# What to produce
Every line below that contains "ManifestParse" is to be copied.

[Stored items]
= = =

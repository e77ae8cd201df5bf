//! Package manifest (`package.json`) reading and lookup.

use crate::error::{Error, Result};
use rustc_hash::FxHashMap;
use serde_json::Value;
use std::path::{Path, PathBuf};
use std::sync::{Arc, RwLock};

/// File name of a package manifest.
pub const MANIFEST: &str = "package.json";

/// Parsed package manifest.
#[derive(Debug, Clone)]
pub struct Manifest {
    /// Absolute path of the `package.json` file.
    pub path: PathBuf,
    /// Parsed JSON.
    pub value: Value,
}

impl Manifest {
    /// Read and parse a manifest.
    pub fn read(path: &Path) -> Result<Self> {
        let content = std::fs::read_to_string(path).map_err(|source| Error::Load {
            path: path.to_path_buf(),
            source,
        })?;
        let value = serde_json::from_str(&content).map_err(|source| Error::ManifestParse {
            path: path.to_path_buf(),
            source,
        })?;
        Ok(Self {
            path: path.to_path_buf(),
            value,
        })
    }

    /// Directory containing the manifest (the package root).
    #[must_use]
    pub fn dir(&self) -> &Path {
        self.path.parent().unwrap_or(Path::new("/"))
    }

    /// A top-level string field such as `main` or `module`.
    #[must_use]
    pub fn str_field(&self, key: &str) -> Option<&str> {
        self.value
            .get(key)
            .and_then(Value::as_str)
            .filter(|s| !s.is_empty())
    }

    #[must_use]
    pub fn exports(&self) -> Option<&Value> {
        self.value.get("exports").filter(|v| !v.is_null())
    }

    #[must_use]
    pub fn imports(&self) -> Option<&Value> {
        self.value.get("imports").filter(|v| !v.is_null())
    }

    /// Entries of the `files` array, if declared.
    #[must_use]
    pub fn files(&self) -> Option<Vec<&str>> {
        self.value
            .get("files")
            .and_then(Value::as_array)
            .map(|items| items.iter().filter_map(Value::as_str).collect())
    }

    /// Names of runtime (non-dev) dependencies, in manifest order.
    #[must_use]
    pub fn dependencies(&self) -> Vec<&str> {
        self.value
            .get("dependencies")
            .and_then(Value::as_object)
            .map(|deps| deps.keys().map(String::as_str).collect())
            .unwrap_or_default()
    }

    /// The declared type entry (`types`, falling back to `typings`).
    #[must_use]
    pub fn types_entry(&self) -> Option<&str> {
        self.str_field("types").or_else(|| self.str_field("typings"))
    }
}

/// Per-request cache of parsed manifests keyed by path.
///
/// Missing manifests are cached as `None` so repeated lookups of absent
/// `package.json` files do not touch the filesystem again.
#[derive(Debug, Default)]
pub struct ManifestCache {
    entries: RwLock<FxHashMap<PathBuf, Option<Arc<Manifest>>>>,
}

impl ManifestCache {
    #[must_use]
    pub fn new() -> Self {
        Self::default()
    }

    /// Load the manifest at `path`, returning `None` if no file exists there.
    pub fn get(&self, path: &Path) -> Result<Option<Arc<Manifest>>> {
        if let Some(cached) = self
            .entries
            .read()
            .map_err(|_| poisoned(path))?
            .get(path)
        {
            return Ok(cached.clone());
        }

        let loaded = if path.is_file() {
            Some(Arc::new(Manifest::read(path)?))
        } else {
            None
        };

        self.entries
            .write()
            .map_err(|_| poisoned(path))?
            .insert(path.to_path_buf(), loaded.clone());
        Ok(loaded)
    }

    /// Manifest of the package directory `dir`, if it has one.
    pub fn in_dir(&self, dir: &Path) -> Result<Option<Arc<Manifest>>> {
        self.get(&dir.join(MANIFEST))
    }

    /// Nearest manifest at or above `start`.
    pub fn nearest(&self, start: &Path) -> Result<Option<Arc<Manifest>>> {
        for dir in start.ancestors() {
            if let Some(manifest) = self.in_dir(dir)? {
                return Ok(Some(manifest));
            }
        }
        Ok(None)
    }
}

fn poisoned(path: &Path) -> Error {
    Error::Load {
        path: path.to_path_buf(),
        source: std::io::Error::new(std::io::ErrorKind::Other, "manifest cache lock poisoned"),
    }
}

/// Find `node_modules/<name>` directories from `start` upward, nearest first.
pub fn package_dirs<'a>(name: &'a str, start: &'a Path) -> impl Iterator<Item = PathBuf> + 'a {
    start
        .ancestors()
        .filter(|dir| dir.file_name().map_or(true, |n| n != "node_modules"))
        .map(move |dir| dir.join("node_modules").join(name))
        .filter(|candidate| candidate.is_dir())
}

#[cfg(test)]
mod tests {
    use super::*;
    use std::fs;
    use tempfile::tempdir;

    #[test]
    fn test_manifest_fields() {
        let dir = tempdir().unwrap();
        let path = dir.path().join(MANIFEST);
        fs::write(
            &path,
            r#"{
                "name": "pkg",
                "main": "./index.js",
                "module": "",
                "typings": "./index.d.ts",
                "files": ["dist", "index.d.ts"],
                "dependencies": { "zeta": "1", "alpha": "1" },
                "devDependencies": { "vitest": "1" }
            }"#,
        )
        .unwrap();

        let manifest = Manifest::read(&path).unwrap();
        assert_eq!(manifest.str_field("main"), Some("./index.js"));
        assert_eq!(manifest.str_field("module"), None);
        assert_eq!(manifest.types_entry(), Some("./index.d.ts"));
        assert_eq!(manifest.files(), Some(vec!["dist", "index.d.ts"]));
        assert_eq!(manifest.dependencies(), vec!["zeta", "alpha"]);
        assert_eq!(manifest.dir(), dir.path());
    }

    #[test]
    fn test_malformed_manifest_is_error() {
        let dir = tempdir().unwrap();
        let path = dir.path().join(MANIFEST);
        fs::write(&path, "{ nope").unwrap();
        assert!(matches!(
            Manifest::read(&path),
            Err(Error::ManifestParse { .. })
        ));
    }

    #[test]
    fn test_cache_missing_and_nearest() {
        let dir = tempdir().unwrap();
        fs::write(dir.path().join(MANIFEST), r#"{"name": "root"}"#).unwrap();
        let nested = dir.path().join("src").join("deep");
        fs::create_dir_all(&nested).unwrap();

        let cache = ManifestCache::new();
        assert!(cache.in_dir(&nested).unwrap().is_none());
        let nearest = cache.nearest(&nested).unwrap().unwrap();
        assert_eq!(nearest.str_field("name"), Some("root"));
    }

    #[test]
    fn test_package_dirs_nearest_first() {
        let dir = tempdir().unwrap();
        let outer = dir.path().join("node_modules").join("dep");
        let app = dir.path().join("app");
        let inner = app.join("node_modules").join("dep");
        fs::create_dir_all(&outer).unwrap();
        fs::create_dir_all(&inner).unwrap();

        let found: Vec<_> = package_dirs("dep", &app).collect();
        assert_eq!(found, vec![inner, outer]);
    }
}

= = =

# Task result
        let value = serde_json::from_str(&content).map_err(|source| Error::ManifestParse {
            Err(Error::ManifestParse { .. })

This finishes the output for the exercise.